Data for processing:
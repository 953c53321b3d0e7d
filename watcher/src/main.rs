//! Homework Watcher Entry Point

use clap::Parser;
use homework_watcher::cli::Cli;
use homework_watcher::common::config::WatcherConfig;
use homework_watcher::logging;
use homework_watcher::poller::Poller;
use homework_watcher::shutdown::{listen_for_signals, ShutdownController};
use std::process::ExitCode;
use tracing::{error, info};

#[tokio::main]
async fn main() -> ExitCode {
    // .env があれば読み込む（既存の環境変数が優先）
    dotenvy::dotenv().ok();

    let cli = Cli::parse();

    let _log_guard = match logging::init(cli.log_dir.as_deref()) {
        Ok(guard) => guard,
        Err(e) => {
            eprintln!("Error: {}", e);
            return ExitCode::FAILURE;
        }
    };

    info!("Homework watcher v{}", env!("CARGO_PKG_VERSION"));

    let mut config = match WatcherConfig::from_env() {
        Ok(config) => config,
        Err(e) => {
            error!("Program stopped: {}", e);
            return ExitCode::FAILURE;
        }
    };
    if let Err(e) = cli.apply(&mut config) {
        error!("Program stopped: {}", e);
        return ExitCode::FAILURE;
    }

    let mut poller = match Poller::from_config(&config) {
        Ok(poller) => poller,
        Err(e) => {
            error!("Failed to initialize watcher: {}", e);
            return ExitCode::FAILURE;
        }
    };

    if cli.once {
        let outcome = poller.run_cycle().await;
        info!(?outcome, "Single check finished");
        return ExitCode::SUCCESS;
    }

    let shutdown = ShutdownController::default();
    tokio::spawn(listen_for_signals(shutdown.clone()));

    poller.run(&shutdown).await;
    ExitCode::SUCCESS
}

What is needed: Work through the records above. Copy every line with the string "outcome".

Task response:
        let outcome = poller.run_cycle().await;
        info!(?outcome, "Single check finished");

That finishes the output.